Professor Peter Donovan '60, co-author of Massachusetts Corporation Law, taught at BC Law for thirty-four years. A specialist in products liability and anti-trust law, he was the faculty adviser of the Law School's two-time national champion moot court team. Colleagues once told Donovan that he'd trained more oral advocacy professors than anyone else they knew. Donovan has said that "working in the advocacy programs has been my most satisfying work at the Law School."
Remembering Donovan's formidable talent as an oral advocate and his gift for teaching students to "think a problem through from both sides," adjunct professor Thomas Carey said that if students could get through a grilling from Donovan, no judge in their entire career could scare them.
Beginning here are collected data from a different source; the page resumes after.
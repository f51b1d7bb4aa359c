// SPDX-License-Identifier: BUSL-1.1
// Copyright (c) 2026 Alfred Jean LLC

//! SLURM backend: `sbatch` submission, `squeue` queries, `scancel`.

use crate::script::SubmitSpec;
use crate::subprocess::run_scheduler_command;
use crate::{HpcError, QueueState};
use std::collections::HashSet;
use std::path::Path;
use tokio::process::Command;

/// Submit the script with `sbatch` and parse the accepted job id.
pub async fn sbatch(spec: &SubmitSpec<'_>, script: &Path) -> Result<String, HpcError> {
    let mut cmd = Command::new("sbatch");
    cmd.arg(script).current_dir(spec.project_dir);

    let output = run_scheduler_command(cmd, "sbatch")
        .await
        .map_err(|e| HpcError::SubmitFailed {
            job_name: spec.job_name.to_string(),
            message: e.to_string(),
        })?;

    let stdout = String::from_utf8_lossy(&output.stdout);
    let job_id = parse_sbatch_output(&stdout).ok_or_else(|| HpcError::SubmitFailed {
        job_name: spec.job_name.to_string(),
        message: format!("sbatch accepted the job but printed no id: {}", stdout.trim()),
    })?;
    tracing::info!(job_name = spec.job_name, %job_id, "sbatch accepted");
    Ok(job_id)
}

/// Ask `squeue` about one job.
pub async fn query(job_id: &str) -> Result<QueueState, HpcError> {
    let mut cmd = Command::new("squeue");
    cmd.args(["-j", job_id, "-h", "-o", "%T"]);

    // squeue exits non-zero for unknown job ids; that is an answer, not an
    // error
    match run_scheduler_command(cmd, "squeue").await {
        Ok(output) => {
            let stdout = String::from_utf8_lossy(&output.stdout);
            Ok(parse_queue_state(stdout.trim()))
        }
        Err(HpcError::SchedulerCommand { message, .. }) if message.contains("Invalid job id") => {
            Ok(QueueState::Unknown)
        }
        Err(e) => Err(e),
    }
}

/// All of this user's live job ids, one round-trip.
pub async fn live_jobs() -> Result<HashSet<String>, HpcError> {
    let mut cmd = Command::new("squeue");
    cmd.args(["--me", "-h", "-o", "%A"]);

    let output = run_scheduler_command(cmd, "squeue").await?;
    let stdout = String::from_utf8_lossy(&output.stdout);
    Ok(parse_live_jobs(&stdout))
}

/// Best-effort `scancel`.
pub async fn cancel(job_id: &str) -> Result<(), HpcError> {
    let mut cmd = Command::new("scancel");
    cmd.arg(job_id);
    run_scheduler_command(cmd, "scancel").await?;
    Ok(())
}

/// `sbatch` prints `Submitted batch job <id>` on success.
fn parse_sbatch_output(stdout: &str) -> Option<String> {
    stdout
        .lines()
        .filter_map(|line| line.strip_prefix("Submitted batch job "))
        .map(|id| id.trim().to_string())
        .find(|id| !id.is_empty() && id.chars().all(|c| c.is_ascii_digit()))
}

fn parse_queue_state(state: &str) -> QueueState {
    match state {
        "PENDING" | "CONFIGURING" | "REQUEUED" | "SUSPENDED" => QueueState::Queued,
        "RUNNING" | "COMPLETING" => QueueState::Running,
        _ => QueueState::Unknown,
    }
}

fn parse_live_jobs(stdout: &str) -> HashSet<String> {
    stdout
        .lines()
        .map(str::trim)
        .filter(|line| !line.is_empty())
        .map(str::to_string)
        .collect()
}

#[cfg(test)]
#[path = "slurm_tests.rs"]
mod tests;
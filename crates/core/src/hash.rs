// SPDX-License-Identifier: BUSL-1.1
// Copyright (c) 2026 Alfred Jean LLC

//! Config hashing for change detection.

use serde_json::Value;
use sha2::{Digest, Sha256};

/// Render a config tree as canonical JSON: compact, with mapping keys
/// sorted recursively so logically equal configs hash equally regardless
/// of key order in the source file.
pub fn canonical_json(value: &Value) -> String {
    let mut out = String::new();
    write_canonical(value, &mut out);
    out
}

/// SHA-256 of the canonical JSON rendering, as lowercase hex.
pub fn config_hash(value: &Value) -> String {
    let mut hasher = Sha256::new();
    hasher.update(canonical_json(value).as_bytes());
    let digest = hasher.finalize();
    let mut hex = String::with_capacity(64);
    for byte in digest {
        hex.push_str(&format!("{:02x}", byte));
    }
    hex
}

fn write_canonical(value: &Value, out: &mut String) {
    match value {
        Value::Object(map) => {
            let mut keys: Vec<&String> = map.keys().collect();
            keys.sort();
            out.push('{');
            for (i, key) in keys.iter().enumerate() {
                if i > 0 {
                    out.push(',');
                }
                out.push_str(&Value::String((*key).clone()).to_string());
                out.push(':');
                if let Some(child) = map.get(*key) {
                    write_canonical(child, out);
                }
            }
            out.push('}');
        }
        Value::Array(items) => {
            out.push('[');
            for (i, item) in items.iter().enumerate() {
                if i > 0 {
                    out.push(',');
                }
                write_canonical(item, out);
            }
            out.push(']');
        }
        scalar => out.push_str(&scalar.to_string()),
    }
}

#[cfg(test)]
#[path = "hash_tests.rs"]
mod tests;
Rare Reading - Collection Grows
For the second year in a row, Daniel R. Coquillette, J. Donald Monan, J.J., University Professor, has donated a significant collection of rare books and prints to the BC Law Library's Rare Book Room, which bears his name. His gift of sixteenth- and seventeenth-century law books complements last year's gift of fifteenth- and sixteenth-century books.
"Dan Coquillette has enriched our collection immeasurably by giving us materials that literally cannot be bought anymore at any price; they just don't come on the market," says Karen Beck, legal information librarian and curator of rare books.
A new exhibit of books from the library's collection, "Important Figures on Anglo-American Law," will be on view through June.